[Items from a data source]
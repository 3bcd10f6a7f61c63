//! Importer error types

use std::path::PathBuf;

use patseed_core::MergeError;
use thiserror::Error;

/// A single HTTP fetch failed
#[derive(Debug, Error)]
pub enum TransportError {
    #[error("request to {url} failed: {source}")]
    Request {
        url: String,
        #[source]
        source: reqwest::Error,
    },

    #[error("{url} returned {status}: {body}")]
    Status {
        url: String,
        status: reqwest::StatusCode,
        body: String,
    },

    #[error("invalid JSON from {url}: {source}")]
    Decode {
        url: String,
        #[source]
        source: serde_json::Error,
    },
}

/// Collecting the two source samples failed
#[derive(Debug, Error)]
pub enum CollectError {
    #[error("mock source unavailable: {0}")]
    Transport(#[from] TransportError),

    #[error("collected {collected} of {target} valid person records after {attempts} attempts")]
    QuotaUnreachable {
        target: usize,
        collected: usize,
        attempts: usize,
    },

    #[error("mock source returned {received} records, expected {expected}")]
    LengthMismatch { expected: usize, received: usize },
}

/// SQLite output errors
#[derive(Debug, Error)]
pub enum StoreError {
    #[error("output file already exists: {}", .0.display())]
    Exists(PathBuf),

    #[error("cannot prepare output directory {}: {source}", path.display())]
    Io {
        path: PathBuf,
        #[source]
        source: std::io::Error,
    },

    #[error("database error: {0}")]
    Sqlite(#[from] rusqlite::Error),
}

/// Invalid environment configuration
#[derive(Debug, Error, PartialEq)]
pub enum ConfigError {
    #[error("{var} must be a positive integer, got {value:?}")]
    Invalid { var: &'static str, value: String },
}

/// Any failure that aborts an import run
#[derive(Debug, Error)]
pub enum ImportError {
    #[error(transparent)]
    Config(#[from] ConfigError),

    #[error("failed to build HTTP client: {0}")]
    Client(#[from] reqwest::Error),

    #[error(transparent)]
    Collect(#[from] CollectError),

    #[error(transparent)]
    Merge(#[from] MergeError),

    #[error(transparent)]
    Store(#[from] StoreError),
}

▸ **The problem**: Please return every line of the records that contains the word "CollectError".

▸ **Answer below**:
pub enum CollectError {
    Collect(#[from] CollectError),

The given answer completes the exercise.